Hal itu disampaikan usia memimpin apel siaga Gerakan Indonesia ASRI bersama Menteri Lingkungan Hidup RI, Hanif Faisol Nurofiq, di Kota Malang pada Minggu (29/4/2026)
Usai apel, kegiatan dilanjutkan korve/kerja bakti massal guna mengatasi penumpukan sampah di kawasan Jalan Ijen.
“Pada kegiatan Korve ini merupakan tindak lanjut arahan dari bapak Presiden Prabowo Subianto untuk melakukan aksi nyata di bidang lingkungan hidup,” kata Raymond.
Ia menyampaikan bahwa Gerakan Indonesia ASRI ini melibatkan kolaborasi masif antara pemerintah pusat, pemerintah daerah, TNI/Polri, serta masyarakat.

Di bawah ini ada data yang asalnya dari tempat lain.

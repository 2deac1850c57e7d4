//! Registry storage in the public schema.

use async_trait::async_trait;
use chrono::{DateTime, Utc};
use tenantry_core::{
    Schema, SchemaName, SchemaRef, SchemaStore, TenancyResult, UserId, quote_ident,
    tables::{SCHEMA_TABLE, SCHEMA_USERS_TABLE},
};
use tokio_postgres::Row;
use tracing::debug;

use crate::error::PgError;
use crate::pool::PgPool;

/// [`SchemaStore`] over the registry tables created by
/// [`bootstrap`](crate::bootstrap::bootstrap).
///
/// Creation and deletion run in one transaction each, so the registry row and
/// the physical schema appear and disappear together.
#[derive(Clone)]
pub struct PgSchemaStore {
    pool: PgPool,
    schema_table: String,
    users_table: String,
    clone_function: String,
}

impl PgSchemaStore {
    /// Create a store using the pool's public schema.
    pub fn new(pool: PgPool) -> Self {
        let public = quote_ident(&pool.tenancy().public_schema);
        Self {
            schema_table: format!("{}.{}", public, quote_ident(SCHEMA_TABLE)),
            users_table: format!("{}.{}", public, quote_ident(SCHEMA_USERS_TABLE)),
            clone_function: format!("{}.clone_schema", public),
            pool,
        }
    }

    /// The underlying pool.
    pub fn pool(&self) -> &PgPool {
        &self.pool
    }

    fn select_sql(&self, filter: &str) -> String {
        format!(
            "SELECT s.name::text, s.display_name::text, s.is_active, s.created_at, \
             ARRAY(SELECT u.user_id FROM {users} u \
                   WHERE u.schema_name = s.name ORDER BY u.user_id) \
             FROM {schemas} s {filter} ORDER BY s.created_at, s.name",
            users = self.users_table,
            schemas = self.schema_table,
            filter = filter,
        )
    }

    async fn fetch(
        &self,
        filter: &str,
        params: &[&(dyn tokio_postgres::types::ToSql + Sync)],
    ) -> TenancyResult<Vec<Schema>> {
        let conn = self.pool.get().await?;
        let rows = conn.query(&self.select_sql(filter), params).await?;
        rows.iter().map(schema_from_row).collect()
    }
}

fn schema_from_row(row: &Row) -> TenancyResult<Schema> {
    let name: String = row.get(0);
    let display_name: String = row.get(1);
    let is_active: bool = row.get(2);
    let created_at: DateTime<Utc> = row.get(3);
    let users: Vec<UserId> = row.get(4);
    Ok(Schema::restore(
        SchemaName::parse(name)?,
        display_name,
        is_active,
        users,
        created_at,
    ))
}

#[async_trait]
impl SchemaStore for PgSchemaStore {
    async fn create(&self, schema: &Schema, source: &SchemaRef) -> TenancyResult<()> {
        let mut conn = self.pool.get().await?;
        let tx = conn.client_mut().transaction().await.map_err(PgError::from)?;

        tx.execute(
            &format!(
                "INSERT INTO {} (name, display_name, is_active, created_at) \
                 VALUES ($1, $2, $3, $4)",
                self.schema_table
            ),
            &[
                &schema.name.as_str(),
                &schema.display_name,
                &schema.is_active,
                &schema.created_at,
            ],
        )
        .await
        .map_err(PgError::from)?;

        let insert_user = format!(
            "INSERT INTO {} (schema_name, user_id) VALUES ($1, $2)",
            self.users_table
        );
        for user in &schema.users {
            tx.execute(&insert_user, &[&schema.name.as_str(), user])
                .await
                .map_err(PgError::from)?;
        }

        debug!(source = %source, target = %schema.name, "Cloning schema");
        tx.execute(
            &format!("SELECT {}($1, $2)", self.clone_function),
            &[&source.as_str(), &schema.name.as_str()],
        )
        .await
        .map_err(PgError::from)?;

        tx.commit().await.map_err(PgError::from)?;
        Ok(())
    }

    async fn update(&self, schema: &Schema) -> TenancyResult<()> {
        let mut conn = self.pool.get().await?;
        let tx = conn.client_mut().transaction().await.map_err(PgError::from)?;

        tx.execute(
            &format!(
                "UPDATE {} SET display_name = $2, is_active = $3 WHERE name = $1",
                self.schema_table
            ),
            &[&schema.name.as_str(), &schema.display_name, &schema.is_active],
        )
        .await
        .map_err(PgError::from)?;

        let users: Vec<UserId> = schema.users.iter().copied().collect();
        tx.execute(
            &format!(
                "DELETE FROM {} WHERE schema_name = $1 AND NOT (user_id = ANY($2))",
                self.users_table
            ),
            &[&schema.name.as_str(), &users],
        )
        .await
        .map_err(PgError::from)?;
        tx.execute(
            &format!(
                "INSERT INTO {} (schema_name, user_id) SELECT $1, unnest($2::bigint[]) \
                 ON CONFLICT DO NOTHING",
                self.users_table
            ),
            &[&schema.name.as_str(), &users],
        )
        .await
        .map_err(PgError::from)?;

        tx.commit().await.map_err(PgError::from)?;
        Ok(())
    }

    async fn delete(&self, name: &SchemaName) -> TenancyResult<()> {
        let mut conn = self.pool.get().await?;
        let tx = conn.client_mut().transaction().await.map_err(PgError::from)?;

        tx.execute(
            &format!("DELETE FROM {} WHERE name = $1", self.schema_table),
            &[&name.as_str()],
        )
        .await
        .map_err(PgError::from)?;
        tx.batch_execute(&format!("DROP SCHEMA {} CASCADE", quote_ident(name.as_str())))
            .await
            .map_err(PgError::from)?;

        tx.commit().await.map_err(PgError::from)?;
        Ok(())
    }

    async fn get(&self, name: &str) -> TenancyResult<Option<Schema>> {
        Ok(self.fetch("WHERE s.name = $1", &[&name]).await?.into_iter().next())
    }

    async fn find_by_display_name(&self, display_name: &str) -> TenancyResult<Option<Schema>> {
        Ok(self
            .fetch("WHERE s.display_name = $1", &[&display_name])
            .await?
            .into_iter()
            .next())
    }

    async fn list(&self) -> TenancyResult<Vec<Schema>> {
        self.fetch("", &[]).await
    }

    async fn list_for_user(&self, user: UserId) -> TenancyResult<Vec<Schema>> {
        let filter = format!(
            "WHERE EXISTS (SELECT 1 FROM {} m WHERE m.schema_name = s.name AND m.user_id = $1)",
            self.users_table
        );
        self.fetch(&filter, &[&user]).await
    }

    async fn schema_exists(&self, name: &str) -> TenancyResult<bool> {
        let conn = self.pool.get().await?;
        let rows = conn
            .query(
                "SELECT 1 FROM information_schema.schemata WHERE schema_name = $1",
                &[&name],
            )
            .await?;
        Ok(!rows.is_empty())
    }
}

“Ini merupakan aksi nyata kerja bakti memungut sampah guna mengatasi penumpukan sampah di kawasan Jalan Ijen, tepatnya di area bebas kendaraan bermotor,” ujarnya.

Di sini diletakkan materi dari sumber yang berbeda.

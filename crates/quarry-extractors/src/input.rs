//! Input resolution: files and directories to visitables.

use std::fs;
use std::path::{Path, PathBuf};
use walkdir::WalkDir;

use quarry_core::types::Visitable;
use quarry_core::{QuarryConfig, QuarryError, QuarryResult, VisitableKind};

use crate::registry::LoaderRegistry;
use crate::types::{Grouped, LoadedContainer};

fn is_url(input: &Path) -> bool {
    input.to_string_lossy().contains("://")
}

fn normalize_extension(extension: &str) -> String {
    extension.trim_start_matches('.').to_lowercase()
}

/// Resolves input paths into the visitables to search.
///
/// A file becomes a visitable of its own. A directory's files are grouped
/// into one visitable per format, emitted in [`VisitableKind`] order.
#[derive(Clone)]
pub struct VisitableInput {
    inputs: Vec<PathBuf>,
    extensions: Vec<String>,
    recursive: bool,
    kind: Option<VisitableKind>,
    registry: LoaderRegistry,
}

impl VisitableInput {
    pub fn new(inputs: Vec<PathBuf>) -> Self {
        Self {
            inputs,
            extensions: Vec::new(),
            recursive: false,
            kind: None,
            registry: LoaderRegistry::with_defaults(),
        }
    }

    /// Build from the input settings of a run configuration.
    pub fn from_config(config: &QuarryConfig) -> Self {
        Self::new(config.inputs.clone())
            .with_extensions(config.extensions.iter().map(String::as_str))
            .recursive(config.recursive)
    }

    /// Accept only these extensions from directories.
    pub fn with_extensions<'a>(mut self, extensions: impl IntoIterator<Item = &'a str>) -> Self {
        self.extensions = extensions.into_iter().map(normalize_extension).collect();
        self
    }

    /// Descend into subdirectories.
    pub fn recursive(mut self, recursive: bool) -> Self {
        self.recursive = recursive;
        self
    }

    /// Load every file as `kind`, ignoring extensions.
    pub fn with_kind(mut self, kind: VisitableKind) -> Self {
        self.kind = Some(kind);
        self
    }

    /// Resolve every input in order.
    ///
    /// A URL or missing input is a configuration error, and forcing a format
    /// no loader builds is a malformed visitable. A file that cannot be read
    /// or parsed is logged and skipped.
    pub fn resolve(&self) -> QuarryResult<Vec<Visitable>> {
        let mut visitables = Vec::new();
        for input in &self.inputs {
            if is_url(input) {
                return Err(QuarryError::Configuration(format!(
                    "URL inputs are not supported: {}",
                    input.display()
                )));
            }

            if input.is_file() {
                if let Some(container) = self.load_file(input)? {
                    visitables.push(container.into_visitable());
                }
            } else if input.is_dir() {
                let mut grouped = Grouped::default();
                for path in self.list_dir(input) {
                    if let Some(container) = self.load_file(&path)? {
                        grouped.push(container);
                    }
                }
                visitables.extend(grouped.into_visitables());
            } else {
                return Err(QuarryError::Configuration(format!(
                    "input does not exist: {}",
                    input.display()
                )));
            }
        }

        tracing::info!(
            "Resolved {} visitable(s) from {} input(s)",
            visitables.len(),
            self.inputs.len()
        );
        Ok(visitables)
    }

    fn accepts(&self, path: &Path) -> bool {
        let extension = path
            .extension()
            .and_then(|e| e.to_str())
            .map(normalize_extension);
        match (&extension, self.kind) {
            (Some(ext), _) if !self.extensions.is_empty() => self.extensions.contains(ext),
            (_, Some(_)) => true,
            (Some(ext), None) => self.registry.for_extension(ext).is_some(),
            (None, None) => false,
        }
    }

    fn list_dir(&self, dir: &Path) -> Vec<PathBuf> {
        let depth = if self.recursive { usize::MAX } else { 1 };
        WalkDir::new(dir)
            .follow_links(false)
            .max_depth(depth)
            .sort_by_file_name()
            .into_iter()
            .filter_map(|entry| match entry {
                Ok(entry) => Some(entry),
                Err(e) => {
                    tracing::warn!("Skipping unreadable entry under {}: {}", dir.display(), e);
                    None
                }
            })
            .filter(|entry| entry.file_type().is_file())
            .map(|entry| entry.into_path())
            .filter(|path| self.accepts(path))
            .collect()
    }

    fn load_file(&self, path: &Path) -> QuarryResult<Option<LoadedContainer>> {
        let loader = match self.kind {
            Some(kind) => self.registry.for_kind(kind)?,
            None => match self.registry.for_path(path) {
                Some(loader) => loader,
                None => {
                    tracing::warn!("No loader for {}; skipping", path.display());
                    return Ok(None);
                }
            },
        };

        let content = match fs::read(path) {
            Ok(content) => content,
            Err(e) => {
                tracing::warn!("Cannot read {}: {}", path.display(), e);
                return Ok(None);
            }
        };

        match loader.load(&content, path) {
            Ok(container) => {
                tracing::debug!("Loaded {} with {} loader", path.display(), loader.name());
                Ok(Some(container))
            }
            Err(e) => {
                let e = QuarryError::from(e);
                tracing::warn!("Skipping {} [{}]: {}", path.display(), e.code().as_str(), e);
                Ok(None)
            }
        }
    }
}

#[cfg(test)]
mod tests {
    use super::*;

    #[test]
    fn test_url_is_rejected() {
        let input = VisitableInput::new(vec![PathBuf::from("https://example.org/a.html")]);
        assert!(matches!(input.resolve(), Err(QuarryError::Configuration(_))));
    }

    #[test]
    fn test_missing_path_is_rejected() {
        let input = VisitableInput::new(vec![PathBuf::from("/definitely/not/here.html")]);
        assert!(matches!(input.resolve(), Err(QuarryError::Configuration(_))));
    }

    #[test]
    fn test_extension_filter_normalizes() {
        let input = VisitableInput::new(Vec::new()).with_extensions([".HTML", "svg"]);
        assert!(input.accepts(Path::new("a.html")));
        assert!(input.accepts(Path::new("b.SVG")));
        assert!(!input.accepts(Path::new("c.xml")));
        assert!(!input.accepts(Path::new("README")));
    }

    #[test]
    fn test_default_filter_is_known_extensions() {
        let input = VisitableInput::new(Vec::new());
        assert!(input.accepts(Path::new("a.xml")));
        assert!(!input.accepts(Path::new("notes.txt")));
    }
}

Selain itu, Korve juga bertujuan untuk menciptakan lingkungan yang bersih dan sehat, sekaligus mengatasi permasalahan sampah melalui pemilahan sejak dari sumbernya, yaitu rumah tangga.
“Nantinya penanganan sampah dari Kota Malang dan Kota Batu direncanakan akan terintegrasi di Kabupaten Malang, tepatnya di kawasan Exit Tol Pakis,” jelasnya.
Sementara itu, Wali Kota Malang, Wahyu Hidayat, juga menginstruksikan setiap hari Rabu dan Jumat untuk mengadakan kerja bakti bersama, termasuk di dunia pendidikan setiap sebelum masuk ke sekolah melaksanakan kerja bakti di lingkungan sekolah masing-masing.
Wahyu mengakui, terkait beberapa hal persoalan sampah di Kota Malang disebabkan rendahnya kesadaran masyarakat.
“Masih banyak masyarakat membuang sampah tidak pada tempatnya. Ini memicu banjir di beberapa titik Kota Malang,” ujar wahyu Hidayat.